Complete step by step answer:
We know from definition of probability that if there is $n\left( A \right)$ number of ways of event $A$ occurring (or number of favourable outcomes) and $n\left( S \right)$ is the size of the sample space (number of all outcomes) then the probability of the event $A$ occurring is given by
\[P\left( A \right)=\dfrac{n\left( A \right)}{n\left( S \right)}\]
We are given in the question that 3 children are selected at random from a group of 6 boys and 4 girls. So the total number of children is $6+4=10$. We can select 3 children out of 10 children in ${}^{10}{{C}_{3}}$ way. So the number of all possible outcomes is
\[n\left( S \right)={}^{10}{{C}_{3}}=120\]
We are further given the question that in this group of 10 children exactly one girl and one boy belong to the same parents. So the number of children who do not have blood relation with each other is $10-1-1=8$. \[\]
We are asked in the question to find the probability that the selected group of children have no blood relations. \[\]
 Let us denote the event of getting both the boy and the girl who are siblings in the randomly selected 3 children as $A$. We have already filled 2 spots out of 3 empty spots for selection and we can fill the rest 1 spot with 8 children who do not have blood relations in ${}^{8}{{C}_{1}}$ . So the number of favourable outcomes is the number of ways an event $A$ can happen is ${}^{8}{{C}_{1}}=8$. So we have
\[n\left( A \right)=8\]
So the probability of event $A$ happening is ;
\[P\left( A \right)=\dfrac{n\left( A \right)}{n\left( S \right)}=\dfrac{8}{120}=\dfrac{1}{15}\]
The required probability is the probability of event $A$ not happening which means there should not be the sibling in our selection which is
\[P\left( {{A}^{'}} \right)=1-P\left( A \right)=1-\dfrac{1}{15}=\dfrac{14}{15}\]

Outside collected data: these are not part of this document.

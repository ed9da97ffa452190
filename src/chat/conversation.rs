use crate::completion::{CompletionClient, Turn};
use crate::language::{self, Language, fallback_message};

/// One reply from the assistant, tagged with the detected language of the
/// user input that produced it.
#[derive(Debug, Clone, PartialEq, Eq)]
pub struct ChatReply {
    pub text: String,
    pub language: Language,
}

/// A single conversation with the remote model.
///
/// Owns the full turn history; each `respond` call sends only the trailing
/// `max_history` turns, so request size stays bounded however long the
/// session runs. Exclusive ownership (`&mut self`) serializes the two-step
/// history mutation: one conversation belongs to one caller.
pub struct Conversation {
    client: CompletionClient,
    history: Vec<Turn>,
    max_history: usize,
}

impl Conversation {
    /// Creates a conversation keeping a window of `max_history` turns.
    ///
    /// Values below 1 are clamped to 1; a window must hold at least the
    /// current user turn.
    pub fn new(client: CompletionClient, max_history: usize) -> Self {
        Self {
            client,
            history: Vec::new(),
            max_history: max_history.max(1),
        }
    }

    /// Produces a reply for `user_input`.
    ///
    /// Never fails: empty input and every kind of remote failure resolve to
    /// the canned fallback message in the appropriate language.
    pub async fn respond(&mut self, user_input: &str) -> ChatReply {
        if user_input.trim().is_empty() {
            return ChatReply {
                text: fallback_message(Language::English).to_string(),
                language: Language::English,
            };
        }

        let language = language::detect(user_input);

        // The user turn is kept even when the remote call fails, so the next
        // exchange still has it as context. Failed calls are not retried.
        self.history.push(Turn::user(user_input));

        let window_start = self.history.len().saturating_sub(self.max_history);
        let window = &self.history[window_start..];

        match self.client.complete(window).await {
            Ok(text) => {
                self.history.push(Turn::assistant(text.clone()));
                ChatReply { text, language }
            }
            Err(_) => ChatReply {
                text: fallback_message(language).to_string(),
                language,
            },
        }
    }

    /// Read-only view of the accumulated history.
    pub fn history(&self) -> &[Turn] {
        &self.history
    }

    pub const fn max_history(&self) -> usize {
        self.max_history
    }
}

So, the correct answer is “Option C”.

Note: We note that the method we used here is called the method of negation. We must be careful that we are finding $P\left( A \right)$ first and we should not choose options on the basis of $P\left( A \right)$. The event of getting and not getting the sibling in the selection are mutually exclusive events since they cannot occur together and exhaustively too since the sum of their probabilities is 1.